Rain got to his feet, then held out his hand and Amy put hers in it. When she was standing beside him, he continued to hold on to her hand for a long moment, then he squeezed it gently before he released it. He had such a tender expression on his face that a delicious weakness flooded through her.

Amy was in a happy daze as she went about the chore of putting away the food box. She remembered each one of his words as if they were a treasure. Later, he had said,
Don’t
forget so you can tell me later.
It was almost as if he were saying that later they would be like Libby and Farr. Could she have misunderstood his meaning? She hoped with all her heart that she had not.

Gavin and Rain hitched up the team. Amy tied her horse to the back of the wagon, climbed up on the seat and took the reins in her gloved hands.

Eleanor, fuming because she was being ignored, stood waiting, refusing to climb up the wheel without assistance. Rain seemed not to notice. Before Gavin mounted his horse, he walked over to her, gripped her waist with his huge hands and lifted her as if she weighed no more than a doll. When she turned and bent to sit down she felt a sharp pain on her bottom.

“Ohh!” She let out a startled cry, whirled around and almost lost her balance. She grabbed on to the bow that held the canvas cover. When she had righted herself, the big Scot was behind the wagon and out of sight. Her anger flared. “Damn you for a whore’s son!” she swore. “I’ll see you horsewhipped!”

Amy turned to Eleanor. Suppressed rage was expressed in the flare of her nostrils and the tightness of her mouth.

“What’s the matter?”

“He pinched me!”

“Oh? You must be mistaken.”

“Damn it! I know what he did. He pinched me.”

“I don’t see how he could through all those skirts. How many petticoats do you have on? Four or five?”

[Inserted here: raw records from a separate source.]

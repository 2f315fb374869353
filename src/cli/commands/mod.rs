pub mod auth;
pub mod proxy;
pub mod route;
pub mod taxonomy;
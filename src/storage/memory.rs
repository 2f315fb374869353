use std::collections::HashMap;
use std::sync::{Arc, Mutex};

use super::{DurableStorage, StorageError};

/// In-process storage. Clones share the same entries, so a test can hand one
/// clone to a session store and inspect the other.
#[derive(Debug, Clone, Default)]
pub struct MemoryStorage {
    entries: Arc<Mutex<HashMap<String, String>>>,
}

impl MemoryStorage {
    pub fn new() -> Self {
        Self::default()
    }

    pub fn with_entries<I, K, V>(entries: I) -> Self
    where
        I: IntoIterator<Item = (K, V)>,
        K: Into<String>,
        V: Into<String>,
    {
        let map = entries
            .into_iter()
            .map(|(k, v)| (k.into(), v.into()))
            .collect();
        Self {
            entries: Arc::new(Mutex::new(map)),
        }
    }

    pub fn contains(&self, key: &str) -> bool {
        self.lock().map(|m| m.contains_key(key)).unwrap_or(false)
    }

    pub fn len(&self) -> usize {
        self.lock().map(|m| m.len()).unwrap_or(0)
    }

    pub fn is_empty(&self) -> bool {
        self.len() == 0
    }

    fn lock(&self) -> Result<std::sync::MutexGuard<'_, HashMap<String, String>>, StorageError> {
        self.entries
            .lock()
            .map_err(|_| StorageError::Unavailable("memory storage lock poisoned".to_string()))
    }
}

impl DurableStorage for MemoryStorage {
    fn get(&self, key: &str) -> Result<Option<String>, StorageError> {
        Ok(self.lock()?.get(key).cloned())
    }

    fn set(&self, key: &str, value: &str) -> Result<(), StorageError> {
        self.lock()?.insert(key.to_string(), value.to_string());
        Ok(())
    }

    fn remove(&self, key: &str) -> Result<(), StorageError> {
        self.lock()?.remove(key);
        Ok(())
    }
}
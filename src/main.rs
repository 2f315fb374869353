use std::sync::Arc;

use tracing_subscriber::EnvFilter;
use vod_client::{config, is_development, proxy, router::PathRouter};

#[tokio::main]
async fn main() -> anyhow::Result<()> {
    // Load .env if present so cargo run picks up VOD_BACKEND_ORIGIN, VOD_PROXY_PORT, etc.
    let _ = dotenvy::dotenv();

    let default_level = if is_development!() { "vod_client=debug,tower_http=debug" } else { "info" };
    tracing_subscriber::fmt()
        .with_env_filter(EnvFilter::try_from_default_env().unwrap_or_else(|_| EnvFilter::new(default_level)))
        .init();

    let config = config::config();
    tracing::info!("Starting VOD dev proxy in {:?} mode", config.environment);

    let router = PathRouter::from_config()?;
    let state = proxy::ProxyState::from_config(Arc::new(router))?;

    let bind_addr = format!("{}:{}", config.proxy.host, config.proxy.port);
    let listener = tokio::net::TcpListener::bind(&bind_addr)
        .await
        .map_err(|e| anyhow::anyhow!("failed to bind {}: {}", bind_addr, e))?;

    println!("🚀 VOD dev proxy listening on http://{} -> {}", bind_addr, config.backend.origin);

    proxy::serve(listener, state, config.proxy.enable_cors).await?;
    Ok(())
}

“I might have known that you’d side with him. You just see what Willy has to say when we get there.”

Rain motioned that he was ready to move out. Amy cracked the whip over the backs of the team. They strained at the harnesses and the wagon began to roll. Rain set the pace again and Gavin rode in the rear. Each man was armed with a rifle, shot bag and powder horn, and Amy’s rifle was on the floorboards beneath her feet.

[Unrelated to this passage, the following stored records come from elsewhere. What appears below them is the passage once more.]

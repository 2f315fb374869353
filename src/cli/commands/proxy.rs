use std::sync::Arc;

use clap::Subcommand;

use crate::cli::OutputFormat;
use crate::config;
use crate::proxy::{self, ProxyState};
use crate::router::PathRouter;

#[derive(Subcommand)]
pub enum ProxyCommands {
    #[command(about = "Serve the dev proxy in the foreground")]
    Serve {
        #[arg(long, help = "Listen host (defaults to VOD_PROXY_HOST)")]
        host: Option<String>,
        #[arg(long, help = "Listen port (defaults to VOD_PROXY_PORT)")]
        port: Option<u16>,
        #[arg(long, help = "Backend origin for the standard rules, e.g. http://127.0.0.1:8000")]
        backend: Option<String>,
    },
}

pub async fn handle(cmd: ProxyCommands, _output_format: OutputFormat) -> anyhow::Result<()> {
    match cmd {
        ProxyCommands::Serve { host, port, backend } => {
            let cfg = &config::config().proxy;
            let router = match backend {
                Some(origin) => PathRouter::standard(&origin)?,
                None => PathRouter::from_config()?,
            };

            let bind_addr = format!(
                "{}:{}",
                host.as_deref().unwrap_or(&cfg.host),
                port.unwrap_or(cfg.port)
            );
            let listener = tokio::net::TcpListener::bind(&bind_addr)
                .await
                .map_err(|e| anyhow::anyhow!("failed to bind {}: {}", bind_addr, e))?;

            let state = ProxyState::from_config(Arc::new(router))?;
            proxy::serve(listener, state, cfg.enable_cors).await?;
            Ok(())
        }
    }
}
//! Durable key-value storage used to persist the client session.
//!
//! The session layer only needs `get`/`set`/`remove` on string keys, the same
//! surface a browser's local storage offers. Two backends are provided:
//! [`MemoryStorage`] for tests and embedding, and [`FileStorage`] which keeps
//! the entries in a JSON file under the client config directory.

mod file;
mod memory;

pub use file::{default_config_dir, FileStorage};
pub use memory::MemoryStorage;

use std::sync::Arc;

use thiserror::Error;

/// Key holding the session token issued by the login flow.
pub const TOKEN_KEY: &str = "token";

/// Key holding the serialized user record.
pub const USER_KEY: &str = "user";

#[derive(Error, Debug)]
pub enum StorageError {
    #[error("Storage I/O error: {0}")]
    Io(#[from] std::io::Error),

    #[error("Storage file is corrupt: {0}")]
    Corrupt(String),

    #[error("Storage unavailable: {0}")]
    Unavailable(String),
}

pub trait DurableStorage: Send + Sync {
    fn get(&self, key: &str) -> Result<Option<String>, StorageError>;

    fn set(&self, key: &str, value: &str) -> Result<(), StorageError>;

    fn remove(&self, key: &str) -> Result<(), StorageError>;
}

impl<T: DurableStorage + ?Sized> DurableStorage for Arc<T> {
    fn get(&self, key: &str) -> Result<Option<String>, StorageError> {
        (**self).get(key)
    }

    fn set(&self, key: &str, value: &str) -> Result<(), StorageError> {
        (**self).set(key, value)
    }

    fn remove(&self, key: &str) -> Result<(), StorageError> {
        (**self).remove(key)
    }
}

“Tell me about . . . Willy,” Amy said once they were moving smoothly. Any conversation at all, she decided, made the time go faster.

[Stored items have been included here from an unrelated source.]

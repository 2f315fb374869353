use std::collections::BTreeMap;
use std::fs;
use std::path::{Path, PathBuf};
use std::sync::Mutex;

use chrono::{DateTime, Utc};
use serde::{Deserialize, Serialize};

use super::{DurableStorage, StorageError};
use crate::config;

const STORAGE_FILE: &str = "session.json";
const STAGING_FILE: &str = "session.json.tmp";

#[derive(Debug, Clone, Serialize, Deserialize)]
struct StorageFile {
    updated_at: DateTime<Utc>,
    entries: BTreeMap<String, String>,
}

impl Default for StorageFile {
    fn default() -> Self {
        Self {
            updated_at: Utc::now(),
            entries: BTreeMap::new(),
        }
    }
}

/// Resolve the client config directory, creating it when missing.
///
/// `VOD_CLIENT_CONFIG_DIR` wins; otherwise `$HOME/.config/vod/client`.
pub fn default_config_dir() -> anyhow::Result<PathBuf> {
    let config_dir = if let Some(custom_dir) = &config::config().client.config_dir {
        custom_dir.clone()
    } else {
        let home = std::env::var("HOME").map_err(|_| anyhow::anyhow!("HOME environment variable not set"))?;
        PathBuf::from(home).join(".config").join("vod").join("client")
    };

    if !config_dir.exists() {
        fs::create_dir_all(&config_dir)?;
    }

    Ok(config_dir)
}

/// Key-value entries persisted as pretty JSON in `<dir>/session.json`.
///
/// Every call re-reads the file so that another process (a second CLI
/// invocation, say) is observed. The in-process lock serializes the
/// read-modify-write cycle of `set` and `remove`.
#[derive(Debug)]
pub struct FileStorage {
    path: PathBuf,
    write_lock: Mutex<()>,
}

impl FileStorage {
    pub fn new(dir: impl AsRef<Path>) -> Result<Self, StorageError> {
        let dir = dir.as_ref();
        if !dir.exists() {
            fs::create_dir_all(dir)?;
        }
        Ok(Self {
            path: dir.join(STORAGE_FILE),
            write_lock: Mutex::new(()),
        })
    }

    pub fn open_default() -> anyhow::Result<Self> {
        let dir = default_config_dir()?;
        Ok(Self::new(dir)?)
    }

    pub fn path(&self) -> &Path {
        &self.path
    }

    fn load(&self) -> Result<StorageFile, StorageError> {
        if !self.path.exists() {
            return Ok(StorageFile::default());
        }

        let content = fs::read_to_string(&self.path)?;
        serde_json::from_str(&content).map_err(|e| StorageError::Corrupt(e.to_string()))
    }

    /// Stage the new content next to the file and rename it into place, so
    /// a concurrent reader sees either the old file or the new one.
    fn save(&self, file: &StorageFile) -> Result<(), StorageError> {
        let content = serde_json::to_string_pretty(file).map_err(|e| StorageError::Corrupt(e.to_string()))?;
        let staging = self.path.with_file_name(STAGING_FILE);
        fs::write(&staging, content)?;
        if let Err(e) = fs::rename(&staging, &self.path) {
            let _ = fs::remove_file(&staging);
            return Err(e.into());
        }
        Ok(())
    }

    fn update<F>(&self, apply: F) -> Result<(), StorageError>
    where
        F: FnOnce(&mut BTreeMap<String, String>),
    {
        let _guard = self
            .write_lock
            .lock()
            .map_err(|_| StorageError::Unavailable("file storage lock poisoned".to_string()))?;

        let mut file = match self.load() {
            Ok(file) => file,
            Err(StorageError::Corrupt(reason)) => {
                tracing::warn!("Discarding corrupt storage file {}: {}", self.path.display(), reason);
                StorageFile::default()
            }
            Err(e) => return Err(e),
        };

        apply(&mut file.entries);
        file.updated_at = Utc::now();
        self.save(&file)
    }
}

impl DurableStorage for FileStorage {
    fn get(&self, key: &str) -> Result<Option<String>, StorageError> {
        Ok(self.load()?.entries.get(key).cloned())
    }

    fn set(&self, key: &str, value: &str) -> Result<(), StorageError> {
        self.update(|entries| {
            entries.insert(key.to_string(), value.to_string());
        })
    }

    fn remove(&self, key: &str) -> Result<(), StorageError> {
        if !self.path.exists() {
            return Ok(());
        }
        self.update(|entries| {
            entries.remove(key);
        })
    }
}
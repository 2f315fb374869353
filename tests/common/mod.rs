#![allow(dead_code)]

use std::collections::HashMap;
use std::net::SocketAddr;
use std::sync::Arc;
use std::time::Duration;

use anyhow::{Context, Result};
use axum::{
    extract::{Form, Path, Request},
    http::{header, HeaderMap, StatusCode},
    response::{IntoResponse, Json},
    routing::{get, post},
    Router,
};
use serde_json::{json, Value};
use tempfile::TempDir;
use tokio::net::TcpListener;
use tokio::task::JoinHandle;

use vod_client::proxy::{self, ProxyState};
use vod_client::router::PathRouter;

pub const TEST_TOKEN: &str = "jwt test-token";

pub struct TestServer {
    pub addr: SocketAddr,
    pub base_url: String,
    handle: JoinHandle<()>,
}

impl Drop for TestServer {
    fn drop(&mut self) {
        self.handle.abort();
    }
}

async fn spawn(app: Router) -> Result<TestServer> {
    // Ephemeral port keeps parallel tests isolated
    let listener = TcpListener::bind("127.0.0.1:0").await.context("failed to bind test listener")?;
    let addr = listener.local_addr()?;
    let handle = tokio::spawn(async move {
        let _ = axum::serve(listener, app).await;
    });
    Ok(TestServer {
        addr,
        base_url: format!("http://{}", addr),
        handle,
    })
}

/// Stand-in for the platform backend, speaking its `{code, message, data}` envelope.
pub async fn spawn_backend() -> Result<TestServer> {
    let app = Router::new()
        .route("/vod/vod_list", get(vod_list))
        .route("/auth/login", post(login))
        .route("/auth/user", get(current_user))
        .route("/publish/:vod_id", post(publish))
        .fallback(not_found);
    spawn(app).await
}

pub async fn spawn_proxy(backend_origin: &str) -> Result<TestServer> {
    let router = PathRouter::standard(backend_origin)?;
    let state = ProxyState::new(Arc::new(router), Duration::from_secs(5), 1024 * 1024)?;
    spawn(proxy::app(state, true)).await
}

/// Fresh storage directory, removed when the returned guard is dropped.
pub fn scratch_dir(name: &str) -> Result<TempDir> {
    tempfile::Builder::new()
        .prefix(&format!("vod_client_test_{}_", name))
        .tempdir()
        .context("failed to create scratch dir")
}

async fn vod_list(request: Request) -> Json<Value> {
    let host = request
        .headers()
        .get(header::HOST)
        .and_then(|v| v.to_str().ok())
        .unwrap_or_default()
        .to_string();
    Json(json!({
        "code": 200,
        "message": "ok",
        "data": {
            "path": request.uri().path(),
            "query": request.uri().query().unwrap_or_default(),
            "host": host,
        }
    }))
}

async fn login(Form(form): Form<HashMap<String, String>>) -> Json<Value> {
    let username = form.get("username").map(String::as_str);
    let password = form.get("password").map(String::as_str);

    if username == Some("neo") && password == Some("secret") {
        Json(json!({
            "code": 200,
            "message": "Login successfully",
            "data": { "token": TEST_TOKEN, "user_id": 7, "username": "neo", "role": "user" }
        }))
    } else {
        Json(json!({ "code": 400, "message": "登录失败, 账户或密码不正确", "data": null }))
    }
}

async fn current_user(headers: HeaderMap) -> impl IntoResponse {
    let expected = format!("Bearer {}", TEST_TOKEN);
    match headers.get(header::AUTHORIZATION).and_then(|v| v.to_str().ok()) {
        Some(value) if value == expected => (
            StatusCode::OK,
            Json(json!({
                "code": 200,
                "message": "ok",
                "data": { "id": 7, "name": "neo", "username": "neo", "role": "admin" }
            })),
        ),
        _ => (StatusCode::UNAUTHORIZED, Json(json!({ "detail": "Not authenticated" }))),
    }
}

async fn publish(Path(vod_id): Path<i64>, Json(body): Json<Value>) -> impl IntoResponse {
    (
        StatusCode::CREATED,
        Json(json!({ "code": 200, "message": "published", "data": { "vod_id": vod_id, "body": body } })),
    )
}

async fn not_found(request: Request) -> impl IntoResponse {
    (
        StatusCode::NOT_FOUND,
        Json(json!({ "detail": "Not Found", "path": request.uri().path() })),
    )
}
use once_cell::sync::Lazy;
use serde::{Deserialize, Serialize};
use std::env;
use std::path::PathBuf;

#[derive(Debug, Clone, Serialize, Deserialize)]
pub struct AppConfig {
    pub environment: Environment,
    pub backend: BackendConfig,
    pub proxy: ProxyConfig,
    pub client: ClientConfig,
}

#[derive(Debug, Clone, Serialize, Deserialize)]
pub enum Environment {
    Development,
    Production,
}

#[derive(Debug, Clone, Serialize, Deserialize)]
pub struct BackendConfig {
    pub origin: String,
}

#[derive(Debug, Clone, Serialize, Deserialize)]
pub struct ProxyConfig {
    pub host: String,
    pub port: u16,
    pub rules_file: Option<PathBuf>,
    pub timeout_ms: u64,
    pub enable_cors: bool,
    pub max_body_bytes: usize,
}

#[derive(Debug, Clone, Serialize, Deserialize)]
pub struct ClientConfig {
    pub config_dir: Option<PathBuf>,
    pub transport_base_url: Option<String>,
    pub timeout_ms: u64,
}

impl AppConfig {
    pub fn from_env() -> Self {
        let environment = match env::var("APP_ENV").as_deref() {
            Ok("production") | Ok("prod") => Environment::Production,
            _ => Environment::Development,
        };

        match environment {
            Environment::Production => Self::production(),
            Environment::Development => Self::development(),
        }
        .with_env_overrides()
    }

    fn with_env_overrides(mut self) -> Self {
        if let Ok(v) = env::var("VOD_BACKEND_ORIGIN") {
            self.backend.origin = v.trim_end_matches('/').to_string();
        }

        // Proxy overrides
        if let Ok(v) = env::var("VOD_PROXY_HOST") {
            self.proxy.host = v;
        }
        if let Ok(v) = env::var("VOD_PROXY_PORT") {
            self.proxy.port = v.parse().unwrap_or(self.proxy.port);
        }
        if let Ok(v) = env::var("VOD_PROXY_RULES") {
            self.proxy.rules_file = Some(PathBuf::from(v));
        }
        if let Ok(v) = env::var("VOD_PROXY_TIMEOUT_MS") {
            self.proxy.timeout_ms = v.parse().unwrap_or(self.proxy.timeout_ms);
        }
        if let Ok(v) = env::var("VOD_PROXY_CORS") {
            self.proxy.enable_cors = v.parse().unwrap_or(self.proxy.enable_cors);
        }
        if let Ok(v) = env::var("VOD_PROXY_MAX_BODY_BYTES") {
            self.proxy.max_body_bytes = v.parse().unwrap_or(self.proxy.max_body_bytes);
        }

        // Client overrides
        if let Ok(v) = env::var("VOD_CLIENT_CONFIG_DIR") {
            self.client.config_dir = Some(PathBuf::from(v));
        }
        if let Ok(v) = env::var("VOD_TRANSPORT_BASE_URL") {
            self.client.transport_base_url = Some(v.trim_end_matches('/').to_string());
        }
        if let Ok(v) = env::var("VOD_TRANSPORT_TIMEOUT_MS") {
            self.client.timeout_ms = v.parse().unwrap_or(self.client.timeout_ms);
        }

        self
    }

    fn development() -> Self {
        Self {
            environment: Environment::Development,
            backend: BackendConfig {
                origin: "http://127.0.0.1:8000".to_string(),
            },
            proxy: ProxyConfig {
                host: "127.0.0.1".to_string(),
                port: 5173,
                rules_file: None,
                timeout_ms: 30_000,
                enable_cors: true,
                max_body_bytes: 50 * 1024 * 1024, // 50MB, uploads go through here
            },
            client: ClientConfig {
                config_dir: None,
                transport_base_url: None,
                timeout_ms: 30_000,
            },
        }
    }

    fn production() -> Self {
        Self {
            environment: Environment::Production,
            backend: BackendConfig {
                origin: "http://127.0.0.1:8000".to_string(),
            },
            proxy: ProxyConfig {
                host: "127.0.0.1".to_string(),
                port: 8080,
                rules_file: None,
                timeout_ms: 10_000,
                enable_cors: false,
                max_body_bytes: 10 * 1024 * 1024,
            },
            client: ClientConfig {
                config_dir: None,
                transport_base_url: None,
                timeout_ms: 10_000,
            },
        }
    }
}

// Global singleton config - initialized once at startup
pub static CONFIG: Lazy<AppConfig> = Lazy::new(AppConfig::from_env);

pub fn config() -> &'static AppConfig {
    &CONFIG
}

#[macro_export]
macro_rules! is_development {
    () => {
        matches!($crate::config::CONFIG.environment, $crate::config::Environment::Development)
    };
}
mod common;

use anyhow::Result;
use reqwest::StatusCode;
use serde_json::{json, Value};

#[tokio::test]
async fn video_listing_reaches_vod_service() -> Result<()> {
    let backend = common::spawn_backend().await?;
    let proxy = common::spawn_proxy(&backend.base_url).await?;

    let res = reqwest::Client::new()
        .get(format!("{}/api/vod_list?page=2&type_id=1", proxy.base_url))
        .send()
        .await?;

    assert_eq!(res.status(), StatusCode::OK);
    let body = res.json::<Value>().await?;
    assert_eq!(body["data"]["path"], "/vod/vod_list");
    assert_eq!(body["data"]["query"], "page=2&type_id=1");
    // Host is rewritten to the backend, not the proxy
    assert_eq!(body["data"]["host"], backend.addr.to_string());
    Ok(())
}

#[tokio::test]
async fn unknown_api_path_falls_through_to_catch_all() -> Result<()> {
    let backend = common::spawn_backend().await?;
    let proxy = common::spawn_proxy(&backend.base_url).await?;

    let res = reqwest::get(format!("{}/api/unknown/anything", proxy.base_url)).await?;

    assert_eq!(res.status(), StatusCode::NOT_FOUND);
    let body = res.json::<Value>().await?;
    assert_eq!(body["path"], "/unknown/anything");
    Ok(())
}

#[tokio::test]
async fn post_body_and_status_are_relayed() -> Result<()> {
    let backend = common::spawn_backend().await?;
    let proxy = common::spawn_proxy(&backend.base_url).await?;

    let res = reqwest::Client::new()
        .post(format!("{}/api/publish/42", proxy.base_url))
        .json(&json!({ "content": "好看" }))
        .send()
        .await?;

    assert_eq!(res.status(), StatusCode::CREATED);
    let body = res.json::<Value>().await?;
    assert_eq!(body["data"]["vod_id"], 42);
    assert_eq!(body["data"]["body"]["content"], "好看");
    Ok(())
}

#[tokio::test]
async fn non_api_path_is_not_forwarded() -> Result<()> {
    let backend = common::spawn_backend().await?;
    let proxy = common::spawn_proxy(&backend.base_url).await?;

    let res = reqwest::get(format!("{}/index.html", proxy.base_url)).await?;

    assert_eq!(res.status(), StatusCode::NOT_FOUND);
    let body = res.json::<Value>().await?;
    assert_eq!(body["success"], false);
    assert_eq!(body["error_code"], "NO_ROUTE");
    Ok(())
}

#[tokio::test]
async fn dead_backend_yields_bad_gateway() -> Result<()> {
    // Reserve a port, then release it so nothing listens there
    let listener = std::net::TcpListener::bind("127.0.0.1:0")?;
    let origin = format!("http://{}", listener.local_addr()?);
    drop(listener);
    let proxy = common::spawn_proxy(&origin).await?;

    let res = reqwest::get(format!("{}/api/live/streams", proxy.base_url)).await?;

    assert_eq!(res.status(), StatusCode::BAD_GATEWAY);
    Ok(())
}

Surprised by Amy’s civil tone, Eleanor was silent for a moment before she began to speak.

“He’s a refined, sensitive gentleman who has a great career ahead of him.”

“Do you love him?”

“I will, once we’re wed.”

“How do you know that?”

“I just know it, that’s all.” For a fleeting moment Amy thought she heard a wistful note in her voice, but she dismissed the thought.

“I don’t know why you think you’ll love him
after
you’re wed if you don’t before.”

“How do I know if I love him or not?” Eleanor snapped. “I don’t even know him. Aunt Gilda said he was taken with me when I was a child.”

“Haven’t you seen him since?”

“No, but he writes charming letters.”

“Well . . . he must know what he’s doing.”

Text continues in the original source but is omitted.